I bet you’re all sick of all these random text blocks I always post lol but I felt like this specific statement? thought? was something that i’ve wanted to share for a while but I kept telling myself that if I just pushed on I wouldn’t have to but ~obviously~ this is not the case. so I shall just lay it all out there with all my thoughts regarding this blog and more specifically, enmity.
this ended up being super long so I apologize in advance. i’ll put it under the cut for all of you.
to put it frankly, there is a specific reason as to why I haven’t written or posted enmity, or anything, in months. brotherhood/enmity used to be my proudest work and it was the thing I enjoyed posting the most, however with where the story is at right now I just have 0 inspiration for it (even though I have the entire story planned already) and i’m more than aware that 90% of people who visit my blog are only here for enmity. and that’s okay! but having so much pressure on me to provide this one story that I really can’t find the motivation for me to write, has turned into me literally getting anxiety whenever I come onto tumblr. i’m sure it’ll sound stupid to some of you but just thinking about enmity takes a toll on my mental health and I avoid it at all costs, which is a big reason as to why I haven’t posted it and have avoided this blog for so long.
in addition to that, i’ve still been writing here and there. I have things that of course I would love to post and share. but i’m sure at this point if I were to post something that wasn’t enmity, someone would reply or send an ask like “where’s enmity?” and I get it!!! it’s what makes my blog (somewhat lol) relevant and it’s what people love and I am so so so so so grateful for that. but even without me posting anything else, people have still sent messages and asks complaining about me not posting enmity (as well as really nice ones, dont worry I see you and I appreciate all the sweet words! <3), and I don’t want to take my time writing something that I love just to get feedback that asks about something that makes me hate this blog. so, that’s why I haven’t posted anything; because I know that someone will say something about it not being enmity, and it’d really hurt me after all the time i’ve spent dedicated to another piece of writing.

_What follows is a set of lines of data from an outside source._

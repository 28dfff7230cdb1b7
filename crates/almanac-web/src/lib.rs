//! HTTP API and event orchestration for Almanac.
//!
//! [`EventService`] owns the create/update/delete consistency contract
//! between event rows and their reminder jobs. The router wraps it with the
//! thin collaborator surfaces: registration/login, bearer-token auth, and
//! the holiday passthrough proxy.

mod auth;
mod error;
mod routes;
mod service;

pub use error::ApiError;
pub use routes::{AppState, create_router};
pub use service::{EventError, EventService};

of course, with addition to the toll this takes on me, I have other things going on at home. I personally am not one to share things going on in my personal life on the internet, so i’m going to be somewhat vague, but this is my last semester of college so school is more important to me now than ever. i also now have three jobs to try and stay afloat with the cutbacks the pandemic has caused, and i’m getting kicked out of my apartment in a couple of months. it’s a lot going on and me getting stressed out over a blog isn’t something that I can really be doing right now.
so, now it really comes down to wtf am I gonna do with this blog. obviously i’ve been leaving it to sit for a while, hoping that once everything in my life settles down I can come back here because I really do love all of you and sharing my writing here with you. but still, every day someone finds brotherhood and enmity and starts to read, and even though I am SO grateful that people still somehow find this fic of mine and read and love it, I feel so so so horrible because they read for hours and then come to find out that I never finished it. I don’t want to lead people into dead ends anymore because I know the feeling of wanting to know the end of something and it sucks.
tl;dr - I can’t handle the pressure of writing enmity anymore. a lot of stuff is going on in my life and adding that on isn’t helping. but I know that it would suck to post things I write and have people be disappointed that it’s not enmity. furthermore, people are still finding enmity and I feel horrible that it’s not finished.
so, I really only have three options I can think of:
1. I delete this entire blog. this is what i’m leaning towards right now, because then everything gets erased and no one else has anymore expectations that I can’t live up to. people no longer will find enmity and be disappointed with the fact that it isn’t done. in my opinion this is the best option.
2. I keep the blog, but delete brotherhood and enmity. i’m sure this isn’t ideal either lol but the root of me avoiding this blog really is enmity. so, if it’s gone, maybe I could be just a tad bit more active here, or at least look forward to coming back once my life is more put together.
3. I keep doing what I’ve been doing and everyone just sits around and hopes that maybe i’ll come back? of course I want to come back and had every intention to do so, but with enmity up I can’t guarantee it, and I would still feel like shit knowing that people are waiting. so, personally this is my least favorite option because I feel like it gives you guys the short end of the stick, but technically it’s still an option.
i’m so sorry that this got so long, but this is a lot that i’ve been feeling for a long long time and I don’t want to keep everyone in the dark anymore. honestly I feel horrible for how far I allowed this to go. but I hope you all understand that there were never any bad intentions and again i’m so sorry for being annoying. I appreciate you guys so much for all the love i’ve gotten on this blog and the patience you’ve shown me. I love you all so so so so so much.